All right, I can do that :good:



SEIKO7A38Fan said:


> BTW - Reason I emailed you to say 'hold fire', is that I was confused by some of the part numbers you were ordering.
> 
> Only the MSM310 is for your 7A38-7020 - right ? The other parts are for different watches - maybe your 8222 ? :huh:


Yes, the MSM310 is for my 7A38-7020, the others are for my 8222-7000. Actually I have just figured out that the last item (8271.6220) is unnecessary as the Sternkreuz XAC301.646 crystal comes with chrome tension ring (According to the relevant Sternkreutz catalog...I hope) therefore I removed that.

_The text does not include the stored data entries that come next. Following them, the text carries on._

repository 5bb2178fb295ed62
use serde::{Deserialize, Serialize};
use sqlx::{types::Json, FromRow};

pub const TRANSPOSE_MIN: i16 = -5;
pub const TRANSPOSE_MAX: i16 = 6;

pub fn is_valid_transpose(transpose: i16) -> bool {
    (TRANSPOSE_MIN..=TRANSPOSE_MAX).contains(&transpose)
}

#[derive(Debug, Serialize, Deserialize, FromRow, Clone, PartialEq)]
pub struct SetlistEntry {
    pub id: i64,
    pub song_id: i64,
    pub setlist_id: i64,
    pub transpose: i16,
    pub notes: String,
    pub arrangement: Json<Vec<String>>,
    pub rank: i64,
}

#[derive(Debug, Clone, PartialEq)]
pub struct NewSetlistEntry {
    pub song_id: i64,
    pub setlist_id: i64,
    pub transpose: i16,
    pub notes: String,
    pub arrangement: Vec<String>,
    pub rank: i64,
}

/// Shared view over new and persisted entries so batch validation runs once.
pub trait EntryFields {
    fn song_id(&self) -> i64;
    fn setlist_id(&self) -> i64;
    fn transpose(&self) -> i16;
}

impl EntryFields for NewSetlistEntry {
    fn song_id(&self) -> i64 { self.song_id }
    fn setlist_id(&self) -> i64 { self.setlist_id }
    fn transpose(&self) -> i16 { self.transpose }
}

impl EntryFields for SetlistEntry {
    fn song_id(&self) -> i64 { self.song_id }
    fn setlist_id(&self) -> i64 { self.setlist_id }
    fn transpose(&self) -> i16 { self.transpose }
}

/// True when ranks never decrease in the order given.
pub fn ranks_non_decreasing(entries: &[SetlistEntry]) -> bool {
    entries.windows(2).all(|pair| pair[0].rank <= pair[1].rank)
}

#[cfg(test)]
mod tests {
    use super::*;

    fn entry(rank: i64) -> SetlistEntry {
        SetlistEntry {
            id: rank,
            song_id: 1,
            setlist_id: 1,
            transpose: 0,
            notes: String::new(),
            arrangement: Json(vec![]),
            rank,
        }
    }

    #[test]
    fn transpose_bounds_are_inclusive() {
        assert!(is_valid_transpose(TRANSPOSE_MIN));
        assert!(is_valid_transpose(TRANSPOSE_MAX));
        assert!(is_valid_transpose(0));
        assert!(!is_valid_transpose(TRANSPOSE_MIN - 1));
        assert!(!is_valid_transpose(TRANSPOSE_MAX + 1));
    }

    #[test]
    fn rank_ordering() {
        assert!(ranks_non_decreasing(&[]));
        assert!(ranks_non_decreasing(&[entry(100)]));
        assert!(ranks_non_decreasing(&[entry(100), entry(200)]));
        assert!(ranks_non_decreasing(&[entry(100), entry(100), entry(300)]));
        assert!(!ranks_non_decreasing(&[entry(300), entry(200)]));
        assert!(!ranks_non_decreasing(&[entry(100), entry(300), entry(200)]));
    }
}
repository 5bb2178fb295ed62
use std::str::FromStr;
use std::sync::Arc;
use std::time::Duration;
use sqlx::{postgres::{PgPoolOptions, PgConnectOptions}, sqlite::{SqlitePoolOptions, SqliteJournalMode, SqliteConnectOptions}};
use sqlx::{PgPool, SqlitePool, ConnectOptions};
use tracing::info;
use tracing::log::LevelFilter;

use crate::config::Config;
use crate::state::{AppState, Repositories};
use crate::infra::repositories::{
    postgres_bundle_repo::PostgresBundleRepo, postgres_role_repo::PostgresRoleRepo,
    postgres_setlist_entry_repo::PostgresSetlistEntryRepo, postgres_setlist_repo::PostgresSetlistRepo,
    postgres_setlist_role_repo::PostgresSetlistRoleRepo, postgres_song_repo::PostgresSongRepo,
    postgres_token_repo::PostgresTokenRepo, postgres_user_repo::PostgresUserRepo,
    postgres_user_role_repo::PostgresUserRoleRepo,
    sqlite_bundle_repo::SqliteBundleRepo, sqlite_role_repo::SqliteRoleRepo,
    sqlite_setlist_entry_repo::SqliteSetlistEntryRepo, sqlite_setlist_repo::SqliteSetlistRepo,
    sqlite_setlist_role_repo::SqliteSetlistRoleRepo, sqlite_song_repo::SqliteSongRepo,
    sqlite_token_repo::SqliteTokenRepo, sqlite_user_repo::SqliteUserRepo,
    sqlite_user_role_repo::SqliteUserRoleRepo,
};

pub async fn bootstrap_state(config: &Config) -> AppState {
    let database_url = &config.database_url;

    let repos = if is_postgres_url(database_url) {
        info!("Initializing PostgreSQL connection...");

        let mut opts: PgConnectOptions = database_url.parse().expect("Invalid Postgres URL");
        opts = opts.log_statements(LevelFilter::Debug)
            .log_slow_statements(LevelFilter::Warn, Duration::from_millis(500));

        let pool = PgPoolOptions::new()
            .max_connections(10)
            .connect_with(opts)
            .await
            .expect("Failed to connect to Postgres");

        run_postgres_migrations(&pool).await;
        postgres_repositories(pool)
    } else {
        info!("Initializing SQLite connection with WAL Mode...");

        let opts = SqliteConnectOptions::from_str(database_url)
            .expect("Invalid SQLite connection string")
            .create_if_missing(true)
            .journal_mode(SqliteJournalMode::Wal)
            .busy_timeout(Duration::from_secs(5))
            .foreign_keys(true)
            .log_statements(LevelFilter::Debug)
            .log_slow_statements(LevelFilter::Warn, Duration::from_millis(500));

        let pool = SqlitePoolOptions::new()
            .max_connections(5)
            .connect_with(opts)
            .await
            .expect("Failed to connect to SQLite");

        run_sqlite_migrations(&pool).await;
        sqlite_repositories(pool)
    };

    AppState::new(config.clone(), repos)
}

pub fn is_postgres_url(url: &str) -> bool {
    url.starts_with("postgres://") || url.starts_with("postgresql://")
}

pub fn sqlite_repositories(pool: SqlitePool) -> Repositories {
    Repositories {
        users: Arc::new(SqliteUserRepo::new(pool.clone())),
        roles: Arc::new(SqliteRoleRepo::new(pool.clone())),
        user_roles: Arc::new(SqliteUserRoleRepo::new(pool.clone())),
        bundles: Arc::new(SqliteBundleRepo::new(pool.clone())),
        songs: Arc::new(SqliteSongRepo::new(pool.clone())),
        setlists: Arc::new(SqliteSetlistRepo::new(pool.clone())),
        setlist_entries: Arc::new(SqliteSetlistEntryRepo::new(pool.clone())),
        setlist_roles: Arc::new(SqliteSetlistRoleRepo::new(pool.clone())),
        tokens: Arc::new(SqliteTokenRepo::new(pool)),
    }
}

pub fn postgres_repositories(pool: PgPool) -> Repositories {
    Repositories {
        users: Arc::new(PostgresUserRepo::new(pool.clone())),
        roles: Arc::new(PostgresRoleRepo::new(pool.clone())),
        user_roles: Arc::new(PostgresUserRoleRepo::new(pool.clone())),
        bundles: Arc::new(PostgresBundleRepo::new(pool.clone())),
        songs: Arc::new(PostgresSongRepo::new(pool.clone())),
        setlists: Arc::new(PostgresSetlistRepo::new(pool.clone())),
        setlist_entries: Arc::new(PostgresSetlistEntryRepo::new(pool.clone())),
        setlist_roles: Arc::new(PostgresSetlistRoleRepo::new(pool.clone())),
        tokens: Arc::new(PostgresTokenRepo::new(pool)),
    }
}

async fn run_postgres_migrations(pool: &PgPool) {
    sqlx::migrate!("./migrations/postgres")
        .run(pool)
        .await
        .expect("Failed to run Postgres migrations");
}

async fn run_sqlite_migrations(pool: &SqlitePool) {
    sqlx::migrate!("./migrations/sqlite")
        .run(pool)
        .await
        .expect("Failed to run SQLite migrations");
}
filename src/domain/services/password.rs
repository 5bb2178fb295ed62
use argon2::{
    password_hash::{PasswordHash, PasswordHasher, PasswordVerifier, SaltString},
    Argon2,
};
use rand::rngs::OsRng;

use crate::error::AppError;

pub fn hash_password(password: &str) -> Result<String, AppError> {
    let salt = SaltString::generate(&mut OsRng);
    Argon2::default()
        .hash_password(password.as_bytes(), &salt)
        .map(|hash| hash.to_string())
        .map_err(|e| AppError::InternalWithMsg(format!("could not hash password: {}", e)))
}

/// Returns `false` for a mismatch or an unparseable stored hash.
pub fn verify_password(password: &str, password_hash: &str) -> bool {
    let Ok(parsed) = PasswordHash::new(password_hash) else {
        return false;
    };

    Argon2::default().verify_password(password.as_bytes(), &parsed).is_ok()
}
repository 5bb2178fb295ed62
use axum::{extract::{State, Path}, http::StatusCode, response::IntoResponse, Json};
use crate::state::AppState;
use crate::api::extractors::auth::AuthUser;
use crate::api::dtos::requests::UpdateRoleRequest;
use crate::domain::models::role::{NewRole, Role};
use crate::error::AppError;
use std::sync::Arc;

pub async fn list_roles(
    State(state): State<Arc<AppState>>,
) -> Result<impl IntoResponse, AppError> {
    let roles = state.role_service.fetch_all().await?;
    Ok(Json(serde_json::json!({"roles": roles})))
}

pub async fn create_role(
    State(state): State<Arc<AppState>>,
    AuthUser(principal): AuthUser,
    Json(payload): Json<NewRole>,
) -> Result<impl IntoResponse, AppError> {
    let role = state.role_service.store(&payload, &principal).await?;
    Ok((StatusCode::CREATED, Json(serde_json::json!({"role": role}))))
}

pub async fn update_role(
    State(state): State<Arc<AppState>>,
    AuthUser(principal): AuthUser,
    Path(id): Path<i64>,
    Json(payload): Json<UpdateRoleRequest>,
) -> Result<impl IntoResponse, AppError> {
    let role = Role { id, name: payload.name, description: payload.description };
    let updated = state.role_service.update(&role, &principal).await?;
    Ok(Json(serde_json::json!({"role": updated})))
}

pub async fn delete_role(
    State(state): State<Arc<AppState>>,
    AuthUser(principal): AuthUser,
    Path(id): Path<i64>,
) -> Result<impl IntoResponse, AppError> {
    state.role_service.remove(id, &principal).await?;
    Ok(Json(serde_json::json!({"id": id})))
}
use std::sync::Arc;
use chrono::{DateTime, Utc};
use tracing::{info, warn};

use crate::domain::models::{
    setlist::{NewSetlist, Setlist},
    user::{Permission, User},
};
use crate::domain::ports::{SetlistRepository, UserRepository};
use crate::error::AppError;

pub struct SetlistService {
    users: Arc<dyn UserRepository>,
    setlists: Arc<dyn SetlistRepository>,
}

impl SetlistService {
    pub fn new(users: Arc<dyn UserRepository>, setlists: Arc<dyn SetlistRepository>) -> Self {
        Self { users, setlists }
    }

    pub async fn fetch_by_id(&self, id: i64) -> Result<Setlist, AppError> {
        self.setlists.find_by_id(id).await?
            .ok_or_else(|| AppError::record_not_found("id", id))
    }

    pub async fn fetch_all(&self) -> Result<Vec<Setlist>, AppError> {
        self.setlists.list().await
    }

    /// Setlists whose deadline falls within the given inclusive bounds.
    pub async fn fetch_by_timeframe(
        &self,
        from: Option<DateTime<Utc>>,
        to: Option<DateTime<Utc>>,
    ) -> Result<Vec<Setlist>, AppError> {
        if let (Some(from), Some(to)) = (from, to) {
            if from > to {
                return Err(AppError::BadRequest(format!("{} must be earlier than {}", from, to)));
            }
        }
        self.setlists.list_by_timeframe(from, to).await
    }

    pub async fn store(&self, setlist: &NewSetlist, principal: &User) -> Result<Setlist, AppError> {
        if !principal.has_clearance(Permission::Member) {
            warn!("User {} denied setlist creation", principal.id);
            return Err(AppError::NotAuthorized("Not authorized to create setlists".into()));
        }

        ensure_future(setlist.deadline)?;
        self.ensure_creator(setlist.creator_id).await?;

        let created = self.setlists.create(setlist).await?;
        info!("Setlist created: {} ({})", created.id, created.name);
        Ok(created)
    }

    pub async fn update(&self, setlist: &Setlist, principal: &User) -> Result<Setlist, AppError> {
        let current = self.fetch_by_id(setlist.id).await?;

        if !principal.has_clearance(Permission::Admin) && current.creator_id != principal.id {
            warn!("User {} denied update of setlist {}", principal.id, setlist.id);
            return Err(AppError::NotAuthorized("Not authorized to update setlist".into()));
        }

        ensure_future(setlist.deadline)?;
        self.ensure_creator(setlist.creator_id).await?;

        let updated = self.setlists.update(setlist).await?;
        info!("Setlist updated: {}", updated.id);
        Ok(updated)
    }

    pub async fn remove(&self, id: i64, principal: &User) -> Result<(), AppError> {
        if !principal.has_clearance(Permission::Admin) {
            let current = self.fetch_by_id(id).await?;
            if current.creator_id != principal.id {
                warn!("User {} denied removal of setlist {}", principal.id, id);
                return Err(AppError::NotAuthorized("user is neither an admin nor creator of the setlist".into()));
            }
        }

        self.setlists.delete(id).await?;
        info!("Setlist removed: {}", id);
        Ok(())
    }

    async fn ensure_creator(&self, creator_id: i64) -> Result<(), AppError> {
        match self.users.find_by_id(creator_id).await? {
            Some(_) => Ok(()),
            None => Err(AppError::record_not_found("creator_id", creator_id)),
        }
    }
}

fn ensure_future(deadline: DateTime<Utc>) -> Result<(), AppError> {
    let now = Utc::now();
    if deadline < now {
        return Err(AppError::BadRequest(format!("{} must be later than {}", deadline, now)));
    }
    Ok(())
}
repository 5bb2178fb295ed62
#[tokio::main]
async fn main() {
    setlist_backend::run().await;
}
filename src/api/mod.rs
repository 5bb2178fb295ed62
pub mod dtos;
pub mod extractors;
pub mod handlers;
pub mod router;
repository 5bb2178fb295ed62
use std::sync::Arc;
use tracing::{error, info, warn};

use crate::domain::models::{
    setlist::Setlist,
    setlist_entry::{is_valid_transpose, ranks_non_decreasing, EntryFields, NewSetlistEntry, SetlistEntry, TRANSPOSE_MAX, TRANSPOSE_MIN},
    user::{Permission, User},
};
use crate::domain::ports::{SetlistEntryRepository, SetlistRepository, SongRepository};
use crate::error::AppError;

pub struct SetlistEntryService {
    entries: Arc<dyn SetlistEntryRepository>,
    setlists: Arc<dyn SetlistRepository>,
    songs: Arc<dyn SongRepository>,
}

impl SetlistEntryService {
    pub fn new(
        entries: Arc<dyn SetlistEntryRepository>,
        setlists: Arc<dyn SetlistRepository>,
        songs: Arc<dyn SongRepository>,
    ) -> Self {
        Self { entries, setlists, songs }
    }

    pub async fn fetch_by_id(&self, id: i64) -> Result<SetlistEntry, AppError> {
        self.entries.find_by_id(id).await?
            .ok_or_else(|| AppError::record_not_found("id", id))
    }

    pub async fn fetch_all(&self) -> Result<Vec<SetlistEntry>, AppError> {
        let entries = self.entries.list().await?;
        ensure_ranked(entries)
    }

    pub async fn fetch_by_setlists(&self, setlists: &[Setlist]) -> Result<Vec<SetlistEntry>, AppError> {
        if setlists.is_empty() {
            return Err(AppError::BadRequest("No setlists given".into()));
        }

        let ids: Vec<i64> = setlists.iter().map(|setlist| setlist.id).collect();
        let entries = self.entries.list_by_setlists(&ids).await?;
        ensure_ranked(entries)
    }

    /// Persists a batch of entries that all belong to one setlist. An empty batch is a no-op.
    pub async fn store_batch(&self, entries: &[NewSetlistEntry], principal: &User) -> Result<Vec<SetlistEntry>, AppError> {
        self.check_store(entries, principal).await?;

        if entries.is_empty() {
            return Ok(Vec::new());
        }

        let setlist_id = entries[0].setlist_id;
        self.ensure_setlist(setlist_id).await?;

        let created = self.entries.create_batch(entries).await?;
        info!("Created {} entries in setlist {}", created.len(), setlist_id);
        Ok(created)
    }

    /// Same rules as `store_batch`, and every entry must already exist in the
    /// setlist it is updated in. An empty batch is a no-op.
    pub async fn update_batch(&self, entries: &[SetlistEntry], principal: &User) -> Result<Vec<SetlistEntry>, AppError> {
        self.check_update(entries, principal).await?;

        if entries.is_empty() {
            return Ok(Vec::new());
        }

        let setlist_id = entries[0].setlist_id;
        self.ensure_setlist(setlist_id).await?;

        let updated = self.entries.update_batch(entries).await?;
        info!("Updated {} entries in setlist {}", updated.len(), setlist_id);
        Ok(updated)
    }

    pub async fn remove_batch(&self, setlist: &Setlist, ids: &[i64], principal: &User) -> Result<(), AppError> {
        self.check_remove(setlist, ids, principal).await?;

        if ids.is_empty() {
            return Ok(());
        }

        self.entries.delete_batch(ids).await?;
        info!("Removed {} entries from setlist {}", ids.len(), setlist.id);
        Ok(())
    }

    pub async fn remove_by_setlist(&self, setlist: &Setlist, principal: &User) -> Result<(), AppError> {
        ensure_admin_or_creator(setlist, principal)?;

        let ids: Vec<i64> = self.entries.list_by_setlists(&[setlist.id]).await?
            .into_iter()
            .map(|entry| entry.id)
            .collect();

        self.entries.delete_batch(&ids).await?;
        info!("Removed all {} entries from setlist {}", ids.len(), setlist.id);
        Ok(())
    }

    /// Every rule of `store_batch` except the setlist lookup, without writing.
    /// Lets a caller vet entries for a setlist that is not stored yet.
    pub async fn check_store(&self, entries: &[NewSetlistEntry], principal: &User) -> Result<(), AppError> {
        ensure_editor(principal)?;
        self.check_fields(entries).await
    }

    /// Every rule of `update_batch` except the setlist lookup, without writing.
    pub async fn check_update(&self, entries: &[SetlistEntry], principal: &User) -> Result<(), AppError> {
        ensure_editor(principal)?;
        self.check_fields(entries).await?;

        for entry in entries {
            let stored = self.fetch_by_id(entry.id).await?;
            if stored.setlist_id != entry.setlist_id {
                warn!("User {} tried to move entry {} out of setlist {}", principal.id, stored.id, stored.setlist_id);
                return Err(AppError::BadRequest(format!(
                    "entry {} does not belong to setlist {}",
                    stored.id, entry.setlist_id
                )));
            }
        }
        Ok(())
    }

    /// Every rule of `remove_batch`, without writing.
    pub async fn check_remove(&self, setlist: &Setlist, ids: &[i64], principal: &User) -> Result<(), AppError> {
        ensure_admin_or_creator(setlist, principal)?;

        for id in ids {
            let entry = self.fetch_by_id(*id).await?;
            if entry.setlist_id != setlist.id {
                return Err(AppError::BadRequest(format!(
                    "entry {} does not belong to setlist {}",
                    entry.id, setlist.id
                )));
            }
        }
        Ok(())
    }

    /// Transpose bounds and the shared setlist are checked over the whole batch
    /// before any song is looked up.
    async fn check_fields<E: EntryFields + Sync>(&self, entries: &[E]) -> Result<(), AppError> {
        let Some(first) = entries.first() else {
            return Ok(());
        };

        if entries.iter().any(|entry| !is_valid_transpose(entry.transpose())) {
            return Err(AppError::BadRequest(format!(
                "Transpose must be between {} and {}",
                TRANSPOSE_MIN, TRANSPOSE_MAX
            )));
        }

        if entries.iter().any(|entry| entry.setlist_id() != first.setlist_id()) {
            return Err(AppError::BadRequest("SetlistID must be the same across entries".into()));
        }

        for entry in entries {
            if self.songs.find_by_id(entry.song_id()).await?.is_none() {
                return Err(AppError::record_not_found("song_id", entry.song_id()));
            }
        }
        Ok(())
    }

    async fn ensure_setlist(&self, setlist_id: i64) -> Result<(), AppError> {
        match self.setlists.find_by_id(setlist_id).await? {
            Some(_) => Ok(()),
            None => Err(AppError::record_not_found("setlist_id", setlist_id)),
        }
    }
}

fn ensure_editor(principal: &User) -> Result<(), AppError> {
    if !principal.has_clearance(Permission::Editor) {
        warn!("User {} denied setlist entry mutation", principal.id);
        return Err(AppError::NotAuthorized("Invalid authorization".into()));
    }
    Ok(())
}

fn ensure_admin_or_creator(setlist: &Setlist, principal: &User) -> Result<(), AppError> {
    if !principal.has_clearance(Permission::Admin) && setlist.creator_id != principal.id {
        warn!("User {} denied entry removal in setlist {}", principal.id, setlist.id);
        return Err(AppError::NotAuthorized("Invalid authorization".into()));
    }
    Ok(())
}

fn ensure_ranked(entries: Vec<SetlistEntry>) -> Result<Vec<SetlistEntry>, AppError> {
    if !ranks_non_decreasing(&entries) {
        error!("Setlist entries returned out of rank order");
        return Err(AppError::InternalWithMsg("setlist entries are not ordered by rank".into()));
    }
    Ok(entries)
}
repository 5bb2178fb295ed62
use axum::{extract::{State, Path, Query}, http::StatusCode, response::IntoResponse, Json};
use crate::state::AppState;
use crate::api::extractors::auth::AuthUser;
use crate::api::dtos::requests::{parse_list, CreateSongRequest, SongQuery, UpdateSongRequest};
use crate::domain::models::song::{NewSong, Song, SongFilter};
use crate::error::AppError;
use chrono::Utc;
use sqlx::types::Json as DbJson;
use std::sync::Arc;

pub async fn list_songs(
    State(state): State<Arc<AppState>>,
    Query(query): Query<SongQuery>,
) -> Result<impl IntoResponse, AppError> {
    let filter = SongFilter {
        ids: parse_list("ids", query.ids.as_deref())?,
        bundle_ids: parse_list("bids", query.bids.as_deref())?,
        creator_ids: parse_list("cids", query.cids.as_deref())?,
        title: query.title.filter(|title| !title.trim().is_empty()),
        keys: parse_list("keys", query.keys.as_deref())?,
        bpms: parse_list("bpms", query.bpms.as_deref())?,
    };

    let songs = state.song_service.fetch(&filter).await?;
    Ok(Json(serde_json::json!({"songs": songs})))
}

pub async fn get_song(
    State(state): State<Arc<AppState>>,
    Path(id): Path<i64>,
) -> Result<impl IntoResponse, AppError> {
    let song = state.song_service.fetch_by_id(id).await?;
    Ok(Json(serde_json::json!({"song": song})))
}

pub async fn create_song(
    State(state): State<Arc<AppState>>,
    AuthUser(principal): AuthUser,
    Json(payload): Json<CreateSongRequest>,
) -> Result<impl IntoResponse, AppError> {
    let song = state.song_service.store(&NewSong {
        bundle_id: payload.bundle_id,
        creator_id: payload.creator_id.unwrap_or(principal.id),
        title: payload.title,
        subtitle: payload.subtitle,
        key: payload.key,
        bpm: payload.bpm,
        chord_sheet: payload.chord_sheet,
    }, &principal).await?;

    Ok((StatusCode::CREATED, Json(serde_json::json!({"song": song}))))
}

pub async fn update_song(
    State(state): State<Arc<AppState>>,
    AuthUser(principal): AuthUser,
    Path(id): Path<i64>,
    Json(payload): Json<UpdateSongRequest>,
) -> Result<impl IntoResponse, AppError> {
    let song = Song {
        id,
        bundle_id: payload.bundle_id,
        creator_id: payload.creator_id,
        title: payload.title,
        subtitle: payload.subtitle,
        key: payload.key,
        bpm: payload.bpm,
        chord_sheet: DbJson(payload.chord_sheet),
        updated_at: Utc::now(),
    };

    let updated = state.song_service.update(&song, &principal).await?;
    Ok(Json(serde_json::json!({"song": updated})))
}

pub async fn delete_song(
    State(state): State<Arc<AppState>>,
    AuthUser(principal): AuthUser,
    Path(id): Path<i64>,
) -> Result<impl IntoResponse, AppError> {
    state.song_service.remove(id, &principal).await?;
    Ok(Json(serde_json::json!({"id": id})))
}
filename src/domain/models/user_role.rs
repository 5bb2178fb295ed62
use serde::{Deserialize, Serialize};
use sqlx::FromRow;

#[derive(Debug, Serialize, Deserialize, FromRow, Clone, PartialEq)]
pub struct UserRole {
    pub id: i64,
    pub user_id: i64,
    pub role_id: i64,
    pub active: bool,
}

#[derive(Debug, Clone, PartialEq)]
pub struct NewUserRole {
    pub user_id: i64,
    pub role_id: i64,
    pub active: bool,
}

impl NewUserRole {
    pub fn inactive(user_id: i64, role_id: i64) -> Self {
        Self { user_id, role_id, active: false }
    }
}
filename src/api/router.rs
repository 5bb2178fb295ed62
use axum::{
    body::Body,
    extract::Request,
    http::{header, HeaderValue, Method},
    routing::{get, post, put, delete},
    Router,
};
use std::sync::Arc;
use std::time::Duration;
use crate::state::AppState;
use crate::api::handlers::{health, user, token, me, role, user_role, bundle, song, setlist, setlist_role};
use tower_http::{
    trace::TraceLayer,
    classify::ServerErrorsFailureClass,
    cors::{AllowOrigin, CorsLayer},
};
use tracing::{info_span, Span, error, info, warn};
use uuid::Uuid;

pub fn create_router(state: Arc<AppState>) -> Router {
    let cors = cors_layer(state.config.cors_allowed_origin.as_deref());

    Router::new()
        .route("/health", get(health::health_check))

        // Users & tokens
        .route("/api/v1/users", post(user::register).get(user::list_users))
        .route("/api/v1/users/login", post(user::login))
        .route("/api/v1/users/{id}", delete(user::delete_user))
        .route("/api/v1/users/{id}/permission", put(user::set_permission))
        .route("/api/v1/tokens/renew", post(token::renew_access))

        // Current user
        .route("/api/v1/me", get(me::get_me).put(me::update_me).delete(me::delete_me))
        .route("/api/v1/me/logout", post(me::logout))

        // Roles
        .route("/api/v1/roles", get(role::list_roles).post(role::create_role))
        .route("/api/v1/roles/{id}", put(role::update_role).delete(role::delete_role))
        .route("/api/v1/userroles", get(user_role::list_user_roles))
        .route("/api/v1/userroles/me", get(user_role::list_my_user_roles).patch(user_role::set_active_roles))

        // Catalogue
        .route("/api/v1/bundles", get(bundle::list_bundles).post(bundle::create_bundle))
        .route("/api/v1/bundles/{id}", get(bundle::get_bundle).put(bundle::update_bundle).delete(bundle::delete_bundle))
        .route("/api/v1/songs", get(song::list_songs).post(song::create_song))
        .route("/api/v1/songs/{id}", get(song::get_song).put(song::update_song).delete(song::delete_song))

        // Setlists
        .route("/api/v1/setlists", get(setlist::list_setlists).post(setlist::create_setlist))
        .route("/api/v1/setlists/{id}", get(setlist::get_setlist).put(setlist::update_setlist).delete(setlist::delete_setlist))
        .route(
            "/api/v1/setlistroles",
            get(setlist_role::list_setlist_roles)
                .post(setlist_role::create_setlist_roles)
                .delete(setlist_role::delete_setlist_roles),
        )

        .layer(
            TraceLayer::new_for_http()
                .make_span_with(|request: &Request<Body>| {
                    let request_id = Uuid::new_v4().to_string();
                    info_span!(
                        "http_request",
                        request_id = %request_id,
                        method = ?request.method(),
                        uri = ?request.uri(),
                        version = ?request.version(),
                        user_id = tracing::field::Empty,
                    )
                })
                .on_request(|request: &Request<Body>, _span: &Span| {
                    info!("started processing request: {} {}", request.method(), request.uri().path());
                })
                .on_response(|response: &axum::http::Response<Body>, latency: Duration, _span: &Span| {
                    info!(
                        status = response.status().as_u16(),
                        latency_ms = latency.as_millis(),
                        "finished processing request"
                    );
                })
                .on_failure(|error: ServerErrorsFailureClass, _latency: Duration, _span: &Span| {
                    error!("request failed: {:?}", error);
                })
        )
        .layer(cors)
        .with_state(state)
}

fn cors_layer(origin: Option<&str>) -> CorsLayer {
    let layer = CorsLayer::new()
        .allow_methods([Method::GET, Method::POST, Method::PUT, Method::PATCH, Method::DELETE])
        .allow_headers([header::AUTHORIZATION, header::CONTENT_TYPE]);

    match origin.map(HeaderValue::from_str) {
        Some(Ok(value)) => layer.allow_origin(AllowOrigin::exact(value)),
        Some(Err(_)) => {
            warn!("CORS_ALLOWED_ORIGIN is not a valid header value, cross-origin requests are disabled");
            layer
        }
        None => layer,
    }
}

I can`t say enough thank you Paul! :notworthy:


----------



## gamarp (Jun 10, 2011)

gamarp said:


> And
> 
> 
> 
> ...


Here are some pics after the "accident" :




























By the way, CousinsUK was very fast, I have ordered the stuff on Wednesday and I have received it yesterday 

I`m going to visit the watchmaker today to change the crystals in both 7A38 and 8222...I`m curious about the results. B)

Have a nice day! :beer:


----------



## SEIKO7A38 (Feb 12, 2009)

gamarp said:


> By the way, CousinsUK was very fast, I have ordered the stuff on Wednesday and I have received it yesterday
> 
> I`m going to visit the watchmaker today to change the crystals in both 7A38 and 8222...I`m curious about the results.


Arpad.

As a matter of interest, how thick was the Sternkreuz MSM310 you received from Cousins ?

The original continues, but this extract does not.